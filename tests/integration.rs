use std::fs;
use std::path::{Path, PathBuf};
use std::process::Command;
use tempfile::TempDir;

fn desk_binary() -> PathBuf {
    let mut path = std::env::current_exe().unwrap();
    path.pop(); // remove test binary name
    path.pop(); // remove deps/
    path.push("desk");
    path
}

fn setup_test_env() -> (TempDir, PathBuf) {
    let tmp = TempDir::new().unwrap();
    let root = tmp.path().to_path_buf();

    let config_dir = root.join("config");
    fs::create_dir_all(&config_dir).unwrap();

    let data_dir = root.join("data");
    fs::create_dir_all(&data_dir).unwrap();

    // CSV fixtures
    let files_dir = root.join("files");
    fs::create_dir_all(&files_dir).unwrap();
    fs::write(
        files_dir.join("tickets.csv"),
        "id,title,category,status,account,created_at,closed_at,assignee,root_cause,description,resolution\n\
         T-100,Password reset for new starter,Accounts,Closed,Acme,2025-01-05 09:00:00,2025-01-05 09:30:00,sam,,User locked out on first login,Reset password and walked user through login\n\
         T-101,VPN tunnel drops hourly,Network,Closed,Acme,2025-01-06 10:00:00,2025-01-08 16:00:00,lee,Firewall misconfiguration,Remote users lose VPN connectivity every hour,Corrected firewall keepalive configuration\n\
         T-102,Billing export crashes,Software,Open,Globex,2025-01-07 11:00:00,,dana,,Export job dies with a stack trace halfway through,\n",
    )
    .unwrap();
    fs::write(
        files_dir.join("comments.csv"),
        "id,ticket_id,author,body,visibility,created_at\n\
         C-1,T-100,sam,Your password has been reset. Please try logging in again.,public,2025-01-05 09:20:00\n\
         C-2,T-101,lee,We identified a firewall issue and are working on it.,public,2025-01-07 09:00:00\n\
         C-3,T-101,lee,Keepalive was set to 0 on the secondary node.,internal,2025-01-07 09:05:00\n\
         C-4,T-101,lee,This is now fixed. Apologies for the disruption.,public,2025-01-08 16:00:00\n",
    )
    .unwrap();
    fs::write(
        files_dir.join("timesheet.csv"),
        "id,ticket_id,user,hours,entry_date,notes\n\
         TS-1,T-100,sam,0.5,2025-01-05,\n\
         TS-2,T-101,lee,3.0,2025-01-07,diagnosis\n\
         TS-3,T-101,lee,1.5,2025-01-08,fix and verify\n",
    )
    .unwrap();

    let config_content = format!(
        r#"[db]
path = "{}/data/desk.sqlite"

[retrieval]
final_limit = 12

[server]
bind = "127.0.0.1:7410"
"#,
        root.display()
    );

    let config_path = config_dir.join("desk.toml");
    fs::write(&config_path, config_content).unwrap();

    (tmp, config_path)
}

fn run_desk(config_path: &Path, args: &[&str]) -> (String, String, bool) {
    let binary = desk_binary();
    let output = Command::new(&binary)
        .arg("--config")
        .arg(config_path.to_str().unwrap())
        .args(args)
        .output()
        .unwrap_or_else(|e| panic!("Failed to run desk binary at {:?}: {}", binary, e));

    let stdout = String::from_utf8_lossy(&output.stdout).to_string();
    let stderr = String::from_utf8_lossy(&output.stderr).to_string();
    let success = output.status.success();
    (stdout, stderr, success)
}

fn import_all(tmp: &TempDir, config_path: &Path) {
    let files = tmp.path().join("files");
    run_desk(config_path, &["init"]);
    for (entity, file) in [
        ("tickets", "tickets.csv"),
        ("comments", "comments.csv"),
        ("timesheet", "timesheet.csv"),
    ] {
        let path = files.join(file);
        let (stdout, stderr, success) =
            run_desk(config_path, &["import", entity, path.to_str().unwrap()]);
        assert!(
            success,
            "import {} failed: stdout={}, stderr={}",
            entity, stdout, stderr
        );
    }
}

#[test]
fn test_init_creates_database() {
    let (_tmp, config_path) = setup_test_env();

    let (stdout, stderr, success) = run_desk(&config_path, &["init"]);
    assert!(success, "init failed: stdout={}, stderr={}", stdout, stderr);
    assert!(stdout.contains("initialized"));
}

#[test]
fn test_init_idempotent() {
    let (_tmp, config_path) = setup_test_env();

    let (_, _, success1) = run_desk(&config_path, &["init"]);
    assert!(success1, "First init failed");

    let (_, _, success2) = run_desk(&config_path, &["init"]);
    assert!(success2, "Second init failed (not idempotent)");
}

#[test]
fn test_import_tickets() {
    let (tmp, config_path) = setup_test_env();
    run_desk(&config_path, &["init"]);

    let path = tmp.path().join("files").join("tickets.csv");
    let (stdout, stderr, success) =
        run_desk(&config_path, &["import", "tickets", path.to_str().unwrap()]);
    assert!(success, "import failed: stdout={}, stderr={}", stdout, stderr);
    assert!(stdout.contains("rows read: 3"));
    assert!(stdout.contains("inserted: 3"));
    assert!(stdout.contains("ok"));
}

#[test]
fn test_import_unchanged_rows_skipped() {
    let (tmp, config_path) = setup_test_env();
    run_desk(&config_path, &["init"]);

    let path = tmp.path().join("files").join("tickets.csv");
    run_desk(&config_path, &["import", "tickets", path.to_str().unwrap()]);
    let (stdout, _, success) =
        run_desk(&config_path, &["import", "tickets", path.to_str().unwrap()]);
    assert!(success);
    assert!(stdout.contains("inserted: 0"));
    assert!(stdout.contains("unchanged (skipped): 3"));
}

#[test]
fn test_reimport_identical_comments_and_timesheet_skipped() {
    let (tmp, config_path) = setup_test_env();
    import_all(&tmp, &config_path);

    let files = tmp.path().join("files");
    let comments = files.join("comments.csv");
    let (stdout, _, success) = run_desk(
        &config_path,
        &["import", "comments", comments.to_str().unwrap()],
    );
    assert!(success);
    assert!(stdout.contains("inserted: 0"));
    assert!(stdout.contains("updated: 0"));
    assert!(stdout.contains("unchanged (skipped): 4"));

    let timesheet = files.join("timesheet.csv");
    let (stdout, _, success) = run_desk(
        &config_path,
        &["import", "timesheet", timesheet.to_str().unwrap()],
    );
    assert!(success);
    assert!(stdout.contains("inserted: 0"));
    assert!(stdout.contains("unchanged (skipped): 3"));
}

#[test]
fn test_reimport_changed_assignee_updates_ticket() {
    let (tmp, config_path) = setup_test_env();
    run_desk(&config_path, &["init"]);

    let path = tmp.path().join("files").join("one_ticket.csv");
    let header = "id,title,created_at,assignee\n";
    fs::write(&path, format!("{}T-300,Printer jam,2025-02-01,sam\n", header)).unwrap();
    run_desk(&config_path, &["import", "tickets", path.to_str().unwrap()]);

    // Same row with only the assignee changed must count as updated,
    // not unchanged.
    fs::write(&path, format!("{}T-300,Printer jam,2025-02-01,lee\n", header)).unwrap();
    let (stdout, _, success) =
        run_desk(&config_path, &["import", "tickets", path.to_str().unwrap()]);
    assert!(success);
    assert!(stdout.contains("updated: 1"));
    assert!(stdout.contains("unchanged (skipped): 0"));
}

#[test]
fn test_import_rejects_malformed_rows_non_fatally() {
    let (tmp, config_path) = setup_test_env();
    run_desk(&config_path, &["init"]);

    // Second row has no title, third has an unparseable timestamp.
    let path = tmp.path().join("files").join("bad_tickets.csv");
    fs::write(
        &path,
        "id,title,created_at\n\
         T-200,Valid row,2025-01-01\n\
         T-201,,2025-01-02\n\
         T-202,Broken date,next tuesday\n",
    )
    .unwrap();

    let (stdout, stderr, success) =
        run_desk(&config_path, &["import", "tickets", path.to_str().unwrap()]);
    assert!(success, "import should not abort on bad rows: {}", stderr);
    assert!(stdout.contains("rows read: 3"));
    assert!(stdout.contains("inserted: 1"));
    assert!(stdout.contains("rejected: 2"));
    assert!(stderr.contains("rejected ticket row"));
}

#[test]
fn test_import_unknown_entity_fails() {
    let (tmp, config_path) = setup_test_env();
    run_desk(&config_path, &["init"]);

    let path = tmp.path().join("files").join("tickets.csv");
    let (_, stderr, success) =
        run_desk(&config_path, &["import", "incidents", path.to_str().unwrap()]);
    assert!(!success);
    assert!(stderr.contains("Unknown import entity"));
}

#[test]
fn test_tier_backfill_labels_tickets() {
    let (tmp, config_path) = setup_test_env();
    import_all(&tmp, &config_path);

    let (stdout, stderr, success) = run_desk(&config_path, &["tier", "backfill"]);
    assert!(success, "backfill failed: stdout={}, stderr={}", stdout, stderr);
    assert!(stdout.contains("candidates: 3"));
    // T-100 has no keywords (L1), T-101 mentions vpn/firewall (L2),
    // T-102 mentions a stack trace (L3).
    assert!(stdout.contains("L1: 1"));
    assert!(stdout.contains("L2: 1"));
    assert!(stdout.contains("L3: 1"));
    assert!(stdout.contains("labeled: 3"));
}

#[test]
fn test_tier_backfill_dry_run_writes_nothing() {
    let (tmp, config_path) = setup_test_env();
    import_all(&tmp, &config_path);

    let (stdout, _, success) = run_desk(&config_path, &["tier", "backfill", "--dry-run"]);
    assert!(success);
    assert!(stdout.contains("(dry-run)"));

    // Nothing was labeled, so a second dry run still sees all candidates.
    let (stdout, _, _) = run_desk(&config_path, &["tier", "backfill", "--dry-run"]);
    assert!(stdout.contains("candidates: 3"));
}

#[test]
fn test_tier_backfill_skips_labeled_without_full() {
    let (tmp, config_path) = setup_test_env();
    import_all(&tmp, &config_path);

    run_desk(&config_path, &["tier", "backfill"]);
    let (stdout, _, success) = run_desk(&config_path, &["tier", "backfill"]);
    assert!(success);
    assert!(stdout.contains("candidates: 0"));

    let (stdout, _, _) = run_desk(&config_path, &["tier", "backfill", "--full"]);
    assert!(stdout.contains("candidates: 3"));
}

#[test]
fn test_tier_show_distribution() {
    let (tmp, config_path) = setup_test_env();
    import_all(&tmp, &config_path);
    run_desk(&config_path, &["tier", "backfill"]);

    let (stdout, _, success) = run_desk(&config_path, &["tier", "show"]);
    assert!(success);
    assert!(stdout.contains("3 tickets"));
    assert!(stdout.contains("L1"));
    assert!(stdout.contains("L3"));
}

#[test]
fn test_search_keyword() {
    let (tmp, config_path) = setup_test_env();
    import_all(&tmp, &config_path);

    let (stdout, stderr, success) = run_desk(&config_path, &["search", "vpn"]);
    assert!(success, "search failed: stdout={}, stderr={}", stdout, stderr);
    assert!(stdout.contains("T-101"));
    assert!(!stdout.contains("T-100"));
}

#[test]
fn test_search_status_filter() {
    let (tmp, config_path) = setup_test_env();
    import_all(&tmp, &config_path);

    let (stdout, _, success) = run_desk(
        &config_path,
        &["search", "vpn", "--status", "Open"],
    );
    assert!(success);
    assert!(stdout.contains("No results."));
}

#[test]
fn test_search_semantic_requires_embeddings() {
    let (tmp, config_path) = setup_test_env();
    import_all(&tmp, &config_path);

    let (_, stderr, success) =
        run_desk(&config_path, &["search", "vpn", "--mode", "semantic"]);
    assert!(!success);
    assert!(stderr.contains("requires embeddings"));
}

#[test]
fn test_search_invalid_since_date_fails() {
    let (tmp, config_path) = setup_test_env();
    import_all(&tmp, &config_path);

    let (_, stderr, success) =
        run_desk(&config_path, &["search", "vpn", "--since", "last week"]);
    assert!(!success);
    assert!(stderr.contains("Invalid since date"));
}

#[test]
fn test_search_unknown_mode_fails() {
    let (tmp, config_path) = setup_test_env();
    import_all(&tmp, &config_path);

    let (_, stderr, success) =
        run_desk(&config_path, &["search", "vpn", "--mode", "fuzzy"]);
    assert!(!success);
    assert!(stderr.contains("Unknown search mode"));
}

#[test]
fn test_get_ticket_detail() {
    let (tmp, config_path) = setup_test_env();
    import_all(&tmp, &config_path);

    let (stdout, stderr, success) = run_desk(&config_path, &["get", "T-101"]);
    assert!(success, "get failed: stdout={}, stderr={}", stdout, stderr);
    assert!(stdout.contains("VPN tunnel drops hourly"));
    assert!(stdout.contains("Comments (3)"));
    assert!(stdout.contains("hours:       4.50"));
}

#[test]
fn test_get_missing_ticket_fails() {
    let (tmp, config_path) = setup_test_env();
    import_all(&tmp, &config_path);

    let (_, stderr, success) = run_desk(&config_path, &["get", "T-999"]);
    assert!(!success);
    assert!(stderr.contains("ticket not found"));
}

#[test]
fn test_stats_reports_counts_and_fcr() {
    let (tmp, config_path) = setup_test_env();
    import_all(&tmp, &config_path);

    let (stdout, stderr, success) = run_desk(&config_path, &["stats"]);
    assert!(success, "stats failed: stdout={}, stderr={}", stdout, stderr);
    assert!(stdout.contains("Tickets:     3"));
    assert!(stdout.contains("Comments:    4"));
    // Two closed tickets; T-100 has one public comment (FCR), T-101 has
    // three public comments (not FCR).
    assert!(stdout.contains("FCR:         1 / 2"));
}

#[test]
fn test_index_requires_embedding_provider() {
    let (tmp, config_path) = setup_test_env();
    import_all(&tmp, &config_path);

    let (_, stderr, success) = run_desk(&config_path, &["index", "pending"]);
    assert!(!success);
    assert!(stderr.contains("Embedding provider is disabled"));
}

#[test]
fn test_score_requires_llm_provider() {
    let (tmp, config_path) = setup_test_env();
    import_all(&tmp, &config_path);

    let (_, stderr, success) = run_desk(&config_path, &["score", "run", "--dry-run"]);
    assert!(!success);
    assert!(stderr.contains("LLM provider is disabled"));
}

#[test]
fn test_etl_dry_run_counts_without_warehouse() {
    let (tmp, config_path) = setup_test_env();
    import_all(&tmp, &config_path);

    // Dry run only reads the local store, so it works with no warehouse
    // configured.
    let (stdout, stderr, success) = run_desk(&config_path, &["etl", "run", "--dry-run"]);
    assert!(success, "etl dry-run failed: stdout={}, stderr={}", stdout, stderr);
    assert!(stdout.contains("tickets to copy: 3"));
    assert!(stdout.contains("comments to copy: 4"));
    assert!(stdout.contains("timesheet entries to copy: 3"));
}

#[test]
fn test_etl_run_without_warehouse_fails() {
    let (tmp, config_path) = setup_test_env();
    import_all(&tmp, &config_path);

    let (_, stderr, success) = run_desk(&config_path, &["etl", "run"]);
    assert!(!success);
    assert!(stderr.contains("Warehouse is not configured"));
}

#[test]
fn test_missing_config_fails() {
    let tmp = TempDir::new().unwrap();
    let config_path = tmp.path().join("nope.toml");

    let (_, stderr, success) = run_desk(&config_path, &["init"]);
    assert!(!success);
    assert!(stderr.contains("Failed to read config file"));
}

▶ [YOUR ASSIGNMENT]
Copy all the lines above that hold the string "hours".

▶ [FINISHED TASK]
        "id,ticket_id,user,hours,entry_date,notes\n\
    assert!(stdout.contains("hours:       4.50"));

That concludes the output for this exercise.